TBT: The Lovin' Spoonful, "Summer in the City."

It was ninety degrees in the shade yesterday, so this may seem an obvious choice. Maybe too obvious. Still, I like the song. It's worn well.

In the photo at left the band are (from bottom to top): John Sebastian, Zal Yanovsky, Joe Butler, and Steve Boone. Yanovsky left the band in 1967 and Sebastian in '68, both to pursue solo careers. Yanovsky died in 2002. The group disbanded in 1969, but in 1991 Boone and Butler, along with Jerry Yester, who had replaced Yanovsky in '67, re-formed the band. The Lovin' Spoonful continue today with Boone, Butler, Yester, Mike Arturi, and Phil Smith.


Note: when I first posted this, I misidentified the order of the band members in the photo, and misspelled "Yanovsky." My friend and rock maven extraordinaire Michael Simmons set me straight, and I've corrected the post accordingly.

Photo: Wikipedia.

Monday, July 27, 2015

Steeleye Span at B.B. King's, New York, July 23, 2015.

When my wife said Steeleye Span were to appear at B.B. King's I was surprised, thinking the group, an old favorite of mine, had broken up years ago. They did break up in 1978, when lead singer Maddy Prior wanted to pursue a solo career. Nevertheless, Maddy later reconstituted the band, of which she is now the only original member. In the photo above the band members are (from left to right): guitarist and vocalist Julian Littman; fiddler and vocalist Jessie May Smart; Maddy Prior; bassist Nils JerusalemP, who recently joined the band in Seattle as a replacement for Maddy's son, Alex Kemp, who, according to Maddy, had some "paperwork problems" entering the U.S.; and drummer Liam Genockey.

The band opened with "Blackleg Miner," a song about a nineteenth century coal miners' strike. A "blackleg" was a strikebreaker, or scab. The clip above, made some years ago, shows an earlier lineup of musicians. Maddy carries the vocal by herself. At the performance last week, the other band members joined in harmony.
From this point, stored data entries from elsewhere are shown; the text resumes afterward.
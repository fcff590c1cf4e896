use tracing::{debug, warn};
use url::Url;

use super::notify;
use crate::capabilities::{AudioOutput, AudioResult, Capabilities};
use crate::event::Event;
use crate::model::Model;

const PLAYBACK_FAILED: &str = "Unable to play audio. Please check your connection.";

/// Stops whatever is playing before starting `url`.
pub(crate) fn play(model: &mut Model, caps: &Capabilities, url: String) {
    if let Err(e) = Url::parse(&url) {
        warn!(%url, error = %e, "refusing to play a malformed audio url");
        notify::error(model, caps, PLAYBACK_FAILED);
        return;
    }

    if let Some(previous) = model.playing_audio.take() {
        debug!(%previous, "stopping current clip");
        caps.audio.stop();
    }
    model.playing_audio = Some(url.clone());
    caps.audio.play(url.clone(), move |result| Event::PlaybackEnded {
        url,
        result: Box::new(result),
    });
}

/// Only the clip currently playing may clear `playing_audio`.
pub(crate) fn ended(model: &mut Model, caps: &Capabilities, url: &str, result: AudioResult) {
    let current = model.playing_audio.as_deref() == Some(url);
    match result {
        Ok(AudioOutput::Finished) if current => model.playing_audio = None,
        Ok(_) => debug!(%url, current, "clip ended"),
        Err(e) if current => {
            warn!(%url, error = %e, "audio playback failed");
            model.playing_audio = None;
            notify::error(model, caps, PLAYBACK_FAILED);
        }
        Err(e) => debug!(%url, error = %e, "replaced clip failed"),
    }
}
Maddy, who will celebrate her 68th birthday on August 14, has a voice that is every bit as strong and in command of its full range as when she was younger, but the harmony vocals gave this song more of the "oomph" it needs.

Their next song came from my favorite of their albums, Commoners Crown. "Long Lankin" is a typical old English ballad, telling of betrayal, child murder, hanging, and burning at the stake. Some of Steeleye Span's songs, lovely as they are to hear, have very dark lyrics. This is because Medieval England, from which place and time these songs originated, was, for many, a place and time where life, to borrow the words of the seventeenth century philosopher Thomas Hobbes, could be "solitary, poor, nasty, brutish, and short." The clip above is audio only; it starts with an image of the album cover, then goes to solid black. Dark indeed.
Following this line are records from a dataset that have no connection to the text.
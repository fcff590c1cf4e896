mod fill_blank;
mod flashcard;
mod notify;
mod pronunciation;
mod reconciler;
mod router;
mod statistics;
mod vocabulary;

use tracing::{debug, error, info, trace, warn};

use crate::capabilities::Capabilities;
use crate::config::ClientConfig;
use crate::event::Event;
use crate::model::Model;
use crate::view::{self, ViewModel};

#[derive(Default)]
pub struct App;

impl App {
    fn start(model: &mut Model, caps: &Capabilities, config: ClientConfig) {
        if model.started {
            warn!("start received twice, ignoring");
            return;
        }
        model.started = true;

        match config.validated() {
            Ok(config) => model.config = config,
            Err(e) => {
                error!(error = %e, "invalid client config, keeping defaults");
                notify::warning(model, caps, format!("Invalid configuration: {e}"));
            }
        }
        info!(
            api_base = %model.config.api_base,
            page_size = model.config.page_size,
            "client core started"
        );

        reconciler::connect(model, caps);
        let section = model.section;
        router::activate_section(model, caps, section);
    }
}

impl crux_core::App for App {
    type Event = Event;
    type Model = Model;
    type ViewModel = ViewModel;
    type Capabilities = Capabilities;

    fn update(&self, event: Event, model: &mut Model, caps: &Capabilities) {
        let event_name = event.name();
        if event.is_user_initiated() {
            debug!(event = event_name, "user action");
        } else {
            trace!(event = event_name, "update");
        }

        match event {
            Event::Noop => return,
            Event::Start(config) => Self::start(model, caps, *config),

            Event::ActivateSection { section } => router::activate_section(model, caps, section),

            Event::EntryFieldEdited { field, value } => vocabulary::edit_field(model, field, value),
            Event::SubmitNewEntry(entry) => vocabulary::submit_new_entry(model, caps, *entry),
            Event::EntryCreated(result) => vocabulary::entry_created(model, caps, *result),
            Event::RefreshList { page } => vocabulary::refresh_list(model, caps, page),
            Event::ListFetched { token, result } => {
                vocabulary::list_fetched(model, caps, token, *result);
            }
            Event::ChangePage { page } => vocabulary::change_page(model, caps, page),
            Event::SetStatus { id, status } => vocabulary::set_status(model, caps, id, status),
            Event::StatusSet { id, status, result } => {
                vocabulary::status_set(model, caps, id, status, *result);
            }
            Event::DeleteRequested { id } => vocabulary::request_delete(model, caps, id),
            Event::DeleteConfirmed { id, confirmed } => {
                vocabulary::delete_confirmed(model, caps, id, confirmed);
            }
            Event::EntryDeleted { id, result } => vocabulary::entry_deleted(model, caps, id, *result),
            Event::SearchInput { text } => vocabulary::search_input(model, caps, text),
            Event::SearchDebounceElapsed(output) => {
                vocabulary::search_debounce_elapsed(model, caps, output);
            }
            Event::StatusFilterChanged { filter } => {
                vocabulary::set_status_filter(model, caps, filter);
            }
            Event::FetchPronunciation { id } => vocabulary::fetch_pronunciation(model, caps, id),
            Event::PronunciationFetched { id, result } => {
                vocabulary::pronunciation_fetched(model, caps, id, *result);
            }

            Event::Realtime(message) => reconciler::handle(model, caps, *message),

            Event::FlashcardFilterChanged { filter } => flashcard::set_filter(model, filter),
            Event::DrawFlashcard => flashcard::draw(model, caps),
            Event::FlashcardDrawn { token, result } => {
                flashcard::drawn(model, caps, token, *result);
            }
            Event::FlipFlashcard => flashcard::flip(model),
            Event::MarkFlashcard { correct } => flashcard::mark(model, caps, correct),
            Event::PracticeRecorded { id, result } => {
                flashcard::practice_recorded(id, *result);
                return;
            }

            Event::FillBlankFilterChanged { filter } => fill_blank::set_filter(model, filter),
            Event::DrawFillBlank => fill_blank::draw(model, caps),
            Event::FillBlankDrawn { token, result } => {
                fill_blank::drawn(model, caps, token, *result);
            }
            Event::AnswerEdited { text } => fill_blank::edit_answer(model, text),
            Event::SubmitAnswer { answer } => fill_blank::submit_answer(model, caps, &answer),
            Event::AnswerChecked { round, result } => {
                fill_blank::answer_checked(model, caps, round, *result);
            }
            Event::FillBlankAdvance { round, output } => {
                fill_blank::advance(model, caps, round, output);
            }

            Event::RefreshStats => statistics::refresh(model, caps),
            Event::SummaryFetched { token, result } => {
                statistics::summary_fetched(model, caps, token, *result);
            }
            Event::MonthlyFetched { token, result } => {
                statistics::monthly_fetched(model, caps, token, *result);
            }

            Event::Notify { kind, message } => notify::notify(model, caps, kind, message),
            Event::DismissToast { id } => notify::dismiss(model, id),
            Event::ToastExpired { id, output } => notify::expired(model, id, output),

            Event::PlayPronunciation { url } => pronunciation::play(model, caps, url),
            Event::PlaybackEnded { url, result } => {
                pronunciation::ended(model, caps, &url, *result);
            }
        }

        caps.render.render();
    }

    fn view(&self, model: &Model) -> ViewModel {
        view::build(model)
    }
}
"King Henry" starts darkly: the King finds himself in a haunted house in the company of a horrific female ghoul who, in the words of Julian Littman, who introduced the song and took the lead vocal, forces him to "kill his household pets," which she devours, then to join her in bed. It ends on a bright note, though; he wakes up the following morning to find next to him the loveliest woman he's ever seen. It's good to be the King.

The band ended the concert (except for a lovely a cappella encore, the title of which I can't remember) with "Thomas the Rhymer." This song has a theme common to many of its vintage: a man, or sometimes a woman, is captured by an elf or fairy queen or king, goes through some sort of ordeal, and returns changed in some way. In the case of Thomas, it was supposed to be having the gift of prophecy. Another song, "Tam Lin", as done by another great English folk rock group, Fairport Convention, tells a tale of a man saved from the ordeal by the intervention of his lady love.
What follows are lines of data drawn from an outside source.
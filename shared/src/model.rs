use std::collections::{BTreeSet, VecDeque};
use std::fmt;

use serde::{Deserialize, Serialize};

use crate::api::{AnswerVerdict, EntryWire, FillBlankQuestion, MonthlyStat, NewEntry, StatsSummary};
use crate::capabilities::{ConnectionState, TimerId};
use crate::config::ClientConfig;

pub const MAX_VISIBLE_TOASTS: usize = 5;

#[derive(Debug, Clone, Copy, PartialEq, Eq, Hash, PartialOrd, Ord, Serialize, Deserialize)]
#[serde(transparent)]
pub struct EntryId(pub u64);

impl fmt::Display for EntryId {
    fn fmt(&self, f: &mut fmt::Formatter<'_>) -> fmt::Result {
        write!(f, "{}", self.0)
    }
}

#[derive(Debug, Clone, Copy, PartialEq, Eq, Hash, Serialize, Deserialize, Default)]
#[serde(rename_all = "snake_case")]
pub enum EntryStatus {
    #[default]
    Learning,
    Learned,
}

impl EntryStatus {
    #[must_use]
    pub const fn as_str(self) -> &'static str {
        match self {
            Self::Learning => "learning",
            Self::Learned => "learned",
        }
    }

    /// Unknown or missing values read as `Learning`.
    #[must_use]
    pub fn parse_lenient(raw: Option<&str>) -> Self {
        match raw.map(str::trim) {
            Some(s) if s.eq_ignore_ascii_case("learned") => Self::Learned,
            _ => Self::Learning,
        }
    }

    #[must_use]
    pub const fn toggled(self) -> Self {
        match self {
            Self::Learning => Self::Learned,
            Self::Learned => Self::Learning,
        }
    }
}

impl fmt::Display for EntryStatus {
    fn fmt(&self, f: &mut fmt::Formatter<'_>) -> fmt::Result {
        f.write_str(self.as_str())
    }
}

#[derive(Debug, Clone, Copy, PartialEq, Eq, Hash, Serialize, Deserialize, Default)]
#[serde(rename_all = "snake_case")]
pub enum StatusFilter {
    #[default]
    All,
    Learning,
    Learned,
}

impl StatusFilter {
    #[must_use]
    pub const fn as_query(self) -> &'static str {
        match self {
            Self::All => "all",
            Self::Learning => "learning",
            Self::Learned => "learned",
        }
    }
}

#[derive(Debug, Clone, Default, PartialEq, Eq, Serialize, Deserialize)]
pub struct Pronunciation {
    pub ipa_uk: Option<String>,
    pub ipa_us: Option<String>,
    pub audio_uk: Option<String>,
    pub audio_us: Option<String>,
}

impl Pronunciation {
    #[must_use]
    pub const fn has_ipa(&self) -> bool {
        self.ipa_uk.is_some() || self.ipa_us.is_some()
    }
}

/// A client-side copy of one server record. Possibly stale; never edited
/// locally.
#[derive(Debug, Clone, PartialEq, Eq, Serialize, Deserialize)]
#[serde(try_from = "EntryWire", into = "EntryWire")]
pub struct VocabularyEntry {
    pub id: EntryId,
    pub word: String,
    pub definition: String,
    pub example: Option<String>,
    pub translation: Option<String>,
    pub status: EntryStatus,
    pub pronunciation: Option<Pronunciation>,
    pub times_practiced: u32,
    pub created_at: Option<String>,
    pub learned_at: Option<String>,
}

#[derive(Debug, Clone, Default, PartialEq, Eq, Serialize, Deserialize)]
pub struct PageResult {
    pub items: Vec<VocabularyEntry>,
    pub total_items: u64,
    pub total_pages: u32,
    pub current_page: u32,
    pub has_next: bool,
    pub has_prev: bool,
}

impl PageResult {
    #[must_use]
    pub const fn is_empty(&self) -> bool {
        self.items.is_empty()
    }

    /// The server echoes the requested page even when it lies past the end.
    #[must_use]
    pub fn is_out_of_range(&self) -> bool {
        self.current_page > self.total_pages.max(1)
    }
}

#[derive(Debug, Clone, Copy, PartialEq, Eq, Hash, Serialize, Deserialize, Default)]
#[serde(rename_all = "snake_case")]
pub enum Section {
    #[default]
    Vocabulary,
    Flashcard,
    FillBlank,
    Statistics,
}

impl Section {
    pub const ALL: [Self; 4] = [Self::Vocabulary, Self::Flashcard, Self::FillBlank, Self::Statistics];

    #[must_use]
    pub const fn as_str(self) -> &'static str {
        match self {
            Self::Vocabulary => "vocabulary",
            Self::Flashcard => "flashcard",
            Self::FillBlank => "fill_blank",
            Self::Statistics => "statistics",
        }
    }
}

#[derive(Debug, Clone, PartialEq, Eq)]
pub struct ListViewState {
    pub page: u32,
    pub search_term: String,
    pub status_filter: StatusFilter,
}

impl Default for ListViewState {
    fn default() -> Self {
        Self {
            page: 1,
            search_term: String::new(),
            status_filter: StatusFilter::All,
        }
    }
}

impl ListViewState {
    #[must_use]
    pub fn has_search(&self) -> bool {
        !self.search_term.is_empty()
    }
}

#[derive(Debug, Clone, Copy, PartialEq, Eq, Serialize, Deserialize, Default)]
#[serde(rename_all = "snake_case")]
pub enum LoadState {
    #[default]
    Idle,
    Loading,
    Loaded,
    Failed,
}

/// Monotonic token source. A response applies only when it carries the
/// most recently issued token.
#[derive(Debug, Clone, Copy, Default, PartialEq, Eq)]
pub struct RequestSeq {
    latest: u64,
}

impl RequestSeq {
    pub fn issue(&mut self) -> u64 {
        self.latest += 1;
        self.latest
    }

    #[must_use]
    pub const fn is_latest(&self, token: u64) -> bool {
        self.latest == token
    }
}

#[derive(Debug, Default)]
pub struct VocabularyState {
    pub list: ListViewState,
    /// Raw contents of the search box, committed to `list.search_term` only
    /// once the debounce elapses.
    pub search_input: String,
    pub search_timer: Option<TimerId>,
    pub seq: RequestSeq,
    pub load: LoadState,
    pub page: Option<PageResult>,
    /// Search term of the request in flight, and of the one that produced
    /// `page`. They differ while a new search is loading.
    pub pending_term: String,
    pub page_term: String,
    pub form: NewEntry,
    pub submitting: bool,
    pub pending_deletes: BTreeSet<EntryId>,
}

#[derive(Debug, Clone, PartialEq, Eq)]
pub struct FlashcardSession {
    pub entry: VocabularyEntry,
    pub revealed: bool,
}

#[derive(Debug, Clone, Copy, PartialEq, Eq, Serialize, Deserialize)]
#[serde(rename_all = "snake_case")]
pub enum FlashcardPhase {
    Empty,
    ShownFront,
    ShownBack,
}

#[derive(Debug, Default)]
pub struct FlashcardState {
    pub filter: StatusFilter,
    pub session: Option<FlashcardSession>,
    pub seq: RequestSeq,
    pub loading: bool,
}

impl FlashcardState {
    #[must_use]
    pub fn phase(&self) -> FlashcardPhase {
        match &self.session {
            None => FlashcardPhase::Empty,
            Some(s) if s.revealed => FlashcardPhase::ShownBack,
            Some(_) => FlashcardPhase::ShownFront,
        }
    }
}

#[derive(Debug, Clone, PartialEq, Eq)]
pub struct FillBlankSession {
    pub question: FillBlankQuestion,
    pub verdict: Option<AnswerVerdict>,
    pub checking: bool,
    /// Identifies this session to its auto-advance timer.
    pub round: u64,
}

#[derive(Debug, Clone, Copy, PartialEq, Eq, Serialize, Deserialize)]
#[serde(rename_all = "snake_case")]
pub enum FillBlankPhase {
    Empty,
    QuestionActive,
    Answered,
}

#[derive(Debug, Default)]
pub struct FillBlankState {
    pub filter: StatusFilter,
    pub session: Option<FillBlankSession>,
    pub answer_draft: String,
    pub seq: RequestSeq,
    pub rounds: u64,
    pub loading: bool,
}

impl FillBlankState {
    #[must_use]
    pub fn phase(&self) -> FillBlankPhase {
        match &self.session {
            None => FillBlankPhase::Empty,
            Some(s) if s.verdict.is_some() => FillBlankPhase::Answered,
            Some(_) => FillBlankPhase::QuestionActive,
        }
    }
}

#[derive(Debug, Default)]
pub struct StatisticsState {
    pub summary: Option<StatsSummary>,
    pub monthly: Vec<MonthlyStat>,
    pub summary_seq: RequestSeq,
    pub monthly_seq: RequestSeq,
    pub load: LoadState,
}

#[derive(Debug, Clone, Copy, PartialEq, Eq, Serialize, Deserialize, Default)]
#[serde(rename_all = "snake_case")]
pub enum ToastKind {
    #[default]
    Info,
    Success,
    Warning,
    Error,
}

impl ToastKind {
    #[must_use]
    pub const fn default_duration_ms(self) -> u64 {
        match self {
            Self::Info => 3000,
            Self::Success => 2000,
            Self::Warning => 4000,
            Self::Error => 5000,
        }
    }
}

#[derive(Debug, Clone, Serialize, Deserialize, PartialEq, Eq)]
pub struct Toast {
    pub id: u64,
    pub message: String,
    pub kind: ToastKind,
    pub duration_ms: u64,
}

#[derive(Debug, Default)]
pub struct Model {
    pub config: ClientConfig,
    pub started: bool,
    pub section: Section,
    pub vocabulary: VocabularyState,
    pub flashcard: FlashcardState,
    pub fill_blank: FillBlankState,
    pub statistics: StatisticsState,
    pub toasts: VecDeque<Toast>,
    pub next_toast_id: u64,
    pub next_timer_id: u64,
    pub connection: ConnectionState,
    pub playing_audio: Option<String>,
}

impl Model {
    pub fn allocate_timer(&mut self) -> TimerId {
        self.next_timer_id += 1;
        TimerId(self.next_timer_id)
    }

    /// Queues a toast, dropping the oldest once the visible limit is hit.
    pub fn push_toast(&mut self, message: impl Into<String>, kind: ToastKind) -> u64 {
        self.next_toast_id += 1;
        let id = self.next_toast_id;
        self.toasts.push_back(Toast {
            id,
            message: message.into(),
            kind,
            duration_ms: kind.default_duration_ms(),
        });
        while self.toasts.len() > MAX_VISIBLE_TOASTS {
            self.toasts.pop_front();
        }
        id
    }

    /// Returns whether a toast was actually removed.
    pub fn dismiss_toast(&mut self, id: u64) -> bool {
        let before = self.toasts.len();
        self.toasts.retain(|t| t.id != id);
        self.toasts.len() != before
    }

    #[must_use]
    pub fn is_active(&self, section: Section) -> bool {
        self.section == section
    }
}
I didn't know what to expect of this concert, and was prepared to be disappointed. I was very pleasantly surprised. Maddy Prior is still in top form, and the new band members performed admirably. Special mention goes to Jessie May Smart, whose fiddle playing was extraordinary, and to Nils JerusalemP, who obviously has learned the band's repertoire quickly and adeptly.